Young Shin Kim*, Yoon Sang Kim**, Euy Sik Jeon***#
*Industrial Technology Research Institute, Kongju National UNIV.
**R & D Center, Vision Technologies.
***Department of Mechanical & Automotive Engineering, Kongju National UNIV.
#Corresponding Author : osjun@kongju.ac.kr Tel: +82-41-521-9284, Fax: 05051159284
05/12/2015 09/12/2015 11/12/2015

## Abstract

An electric vehicle operates at high currents and requires real-time monitoring of the entire system for ensuring efficiency and safety of the vehicle. Current sensors are applied to drive the motors, inverters, and battery control systems, and are the key components to ensure constant monitoring of the magnitude and waveforms of the operating current. In this study, a heat treatment process condition to influence the performance of Permalloy current sensors was developed; the correlation between the output capacity, low-temperature characteristics, and high-temperature characteristics of the current sensor was studied; and the process was optimized to meet the required output accuracy and temperature characteristics.

# 실험계획법을 이용한 퍼멀로이 전류 코어 센서의 출력특성에 관한 열처리 공정조건 분석

김 영신*, 김 윤상**, 전 의식***#
*공주대학교 생산기술연구소
**(주)비전테크놀러지 R&D센터
***공주대학교 기계자동차공학부

## 초록

This is an Open-Access article distributed under the terms of the Creative Commons Attribution Non-Commercial License (http://creativecommons.org/licenses/by-nc/3.0) which permits unrestricted non-commercial use, distribution, and reproduction in any medium, provided the original work is properly cited.

## 1. Introduction

Electric vehicles are commonly referred to as vehicles driven by batteries and electric motors [1-2]. The paradigm of the global automobile market is shifting from internal combustion engine cars to electric vehicles owing to the reinforced international environmental regulations on automobile exhaust and imminent oil depletion[3].

An electric vehicle comprises components, such as a driving motor, a battery, and an inverter. It operates at high currents and requires real-time monitoring of the entire system for efficiency and safety of the vehicle to be ensured. This monitoring requires the measurement of high current and a high-performance current sensor to measure the high current[4]. Current sensors are applied to drive the motors, inverters, and battery control systems, and are the key components for the constant monitoring of the magnitude and waveforms of the operating current [5-6]. In general, the current sensors are broadly categorized into four types: shunt, CT and Hall sensor, open loop type, and close loop type using a magnetic core[7-8].

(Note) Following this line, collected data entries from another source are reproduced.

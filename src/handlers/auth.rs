use crate::auth::{AuthRouterExt, AuthenticatedUser, TokenPair};
use crate::entities::UserModel;
use crate::handlers::common::{
    created_response, map_service_error, success_response, validate_input,
};
use crate::services::users::{LoginInput, RegisterUserInput};
use crate::{errors::ApiError, AppState};
use axum::{
    extract::{Json, State},
    http::{header, HeaderMap},
    routing::{get, post},
    Router,
};
use chrono::{DateTime, Utc};
use serde::{Deserialize, Serialize};
use serde_json::json;
use utoipa::ToSchema;
use uuid::Uuid;
use validator::Validate;

/// Creates the router for authentication endpoints
pub fn auth_routes() -> Router<AppState> {
    let protected = Router::new()
        .route("/logout", post(logout))
        .route("/profile", get(profile))
        .with_auth();

    Router::new()
        .route("/register", post(register))
        .route("/login", post(login))
        .route("/refresh", post(refresh))
        .merge(protected)
}

fn client_ip(headers: &HeaderMap) -> Option<String> {
    headers
        .get("x-forwarded-for")
        .and_then(|v| v.to_str().ok())
        .and_then(|v| v.split(',').next())
        .map(|v| v.trim().to_string())
}

fn user_agent(headers: &HeaderMap) -> Option<String> {
    headers
        .get(header::USER_AGENT)
        .and_then(|v| v.to_str().ok())
        .map(|v| v.to_string())
}

/// Register a new user account
#[utoipa::path(
    post,
    path = "/api/v1/auth/register",
    request_body = RegisterRequest,
    responses(
        (status = 201, description = "User registered", body = UserResponse),
        (status = 400, description = "Invalid payload", body = crate::errors::ErrorResponse),
        (status = 409, description = "Email already in use", body = crate::errors::ErrorResponse)
    ),
    tag = "Auth"
)]
pub(crate) async fn register(
    State(state): State<AppState>,
    Json(payload): Json<RegisterRequest>,
) -> Result<impl axum::response::IntoResponse, ApiError> {
    validate_input(&payload)?;

    let user = state
        .services
        .users
        .register(RegisterUserInput {
            name: payload.name,
            email: payload.email,
            password: payload.password,
        })
        .await
        .map_err(map_service_error)?;

    Ok(created_response(UserResponse::from(user)))
}

/// Verify credentials and issue a token pair
#[utoipa::path(
    post,
    path = "/api/v1/auth/login",
    request_body = LoginRequest,
    responses(
        (status = 200, description = "Login successful", body = LoginResponse),
        (status = 401, description = "Invalid credentials", body = crate::errors::ErrorResponse)
    ),
    tag = "Auth"
)]
pub(crate) async fn login(
    State(state): State<AppState>,
    headers: HeaderMap,
    Json(payload): Json<LoginRequest>,
) -> Result<impl axum::response::IntoResponse, ApiError> {
    validate_input(&payload)?;

    let (tokens, user) = state
        .services
        .users
        .login(
            LoginInput {
                email: payload.email,
                password: payload.password,
            },
            client_ip(&headers),
            user_agent(&headers),
        )
        .await
        .map_err(map_service_error)?;

    Ok(success_response(LoginResponse {
        access_token: tokens.access_token,
        refresh_token: tokens.refresh_token,
        token_type: tokens.token_type,
        expires_in: tokens.expires_in,
        user: UserResponse::from(user),
    }))
}

/// Exchange a refresh token for a fresh pair
#[utoipa::path(
    post,
    path = "/api/v1/auth/refresh",
    request_body = RefreshTokenRequest,
    responses(
        (status = 200, description = "Tokens refreshed", body = TokenPairResponse),
        (status = 401, description = "Invalid refresh token", body = crate::errors::ErrorResponse)
    ),
    tag = "Auth"
)]
pub(crate) async fn refresh(
    State(state): State<AppState>,
    Json(payload): Json<RefreshTokenRequest>,
) -> Result<impl axum::response::IntoResponse, ApiError> {
    let tokens = state
        .services
        .auth
        .refresh_token(&payload.refresh_token)
        .await
        .map_err(|e| ApiError::ServiceError(crate::errors::ServiceError::AuthError(e.to_string())))?;

    Ok(success_response(TokenPairResponse::from(tokens)))
}

/// Record a logout for the audit trail
#[utoipa::path(
    post,
    path = "/api/v1/auth/logout",
    responses(
        (status = 200, description = "Logged out", body = Object),
        (status = 401, description = "Unauthorized", body = crate::errors::ErrorResponse)
    ),
    security(("Bearer" = [])),
    tag = "Auth"
)]
pub(crate) async fn logout(
    user: AuthenticatedUser,
    State(state): State<AppState>,
    headers: HeaderMap,
) -> Result<impl axum::response::IntoResponse, ApiError> {
    state
        .services
        .users
        .logout(user.user_id, client_ip(&headers), user_agent(&headers))
        .await
        .map_err(map_service_error)?;

    Ok(success_response(
        json!({ "message": "Successfully logged out" }),
    ))
}

/// Profile of the authenticated user
#[utoipa::path(
    get,
    path = "/api/v1/auth/profile",
    responses(
        (status = 200, description = "Profile retrieved", body = UserResponse),
        (status = 401, description = "Unauthorized", body = crate::errors::ErrorResponse)
    ),
    security(("Bearer" = [])),
    tag = "Auth"
)]
pub(crate) async fn profile(
    user: AuthenticatedUser,
    State(state): State<AppState>,
) -> Result<impl axum::response::IntoResponse, ApiError> {
    let user = state
        .services
        .users
        .find_by_id(user.user_id)
        .await
        .map_err(map_service_error)?;

    Ok(success_response(UserResponse::from(user)))
}

// Request/Response DTOs

#[derive(Debug, Deserialize, Validate, ToSchema)]
#[schema(example = json!({
    "name": "Jane Admin",
    "email": "jane@example.com",
    "password": "SecurePass123!"
}))]
pub struct RegisterRequest {
    /// User's full name
    #[validate(length(min = 1))]
    pub name: String,
    /// Email address (unique)
    #[validate(email)]
    pub email: String,
    /// Password (minimum 8 characters)
    #[validate(length(min = 8))]
    pub password: String,
}

#[derive(Debug, Deserialize, Validate, ToSchema)]
#[schema(example = json!({
    "email": "jane@example.com",
    "password": "SecurePass123!"
}))]
pub struct LoginRequest {
    #[validate(email)]
    pub email: String,
    #[validate(length(min = 1))]
    pub password: String,
}

#[derive(Debug, Deserialize, ToSchema)]
pub struct RefreshTokenRequest {
    pub refresh_token: String,
}

#[derive(Debug, Serialize, ToSchema)]
pub struct UserResponse {
    pub id: Uuid,
    pub name: String,
    pub email: String,
    pub active: bool,
    pub created_at: DateTime<Utc>,
    pub updated_at: DateTime<Utc>,
}

impl From<UserModel> for UserResponse {
    fn from(model: UserModel) -> Self {
        // password_hash never leaves the service layer
        Self {
            id: model.id,
            name: model.name,
            email: model.email,
            active: model.active,
            created_at: model.created_at,
            updated_at: model.updated_at,
        }
    }
}

#[derive(Debug, Serialize, ToSchema)]
pub struct LoginResponse {
    pub access_token: String,
    pub refresh_token: String,
    pub token_type: String,
    pub expires_in: i64,
    pub user: UserResponse,
}

#[derive(Debug, Serialize, ToSchema)]
pub struct TokenPairResponse {
    pub access_token: String,
    pub refresh_token: String,
    pub token_type: String,
    pub expires_in: i64,
    pub refresh_expires_in: i64,
}

impl From<TokenPair> for TokenPairResponse {
    fn from(pair: TokenPair) -> Self {
        Self {
            access_token: pair.access_token,
            refresh_token: pair.refresh_token,
            token_type: pair.token_type,
            expires_in: pair.expires_in,
            refresh_expires_in: pair.refresh_expires_in,
        }
    }
}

Among these, the Hall type current sensor is widely used to measure the current of a battery owing to its excellent output linearity, small size, and low cost. However, the performance of these current sensors is determined by the magnetic properties of the raw material and magnetic iron core material, coating conditions, iron core processing method, and hydrogen reduction heat treatment process. By changing the material of the sensor from a directional Si-steel material to a Permalloy material, the saturation point can be increased according to the material shape, and the sensitivity of the sensor itself can be significantly improved with high permeability. Additionally, the product shape does not have a significant influence on the performance of the sensor in the existing electrical steel sheet. however, the shape and processing method of the product are considerably important because the stress relief in the Permalloy material is a significantly important factor[9].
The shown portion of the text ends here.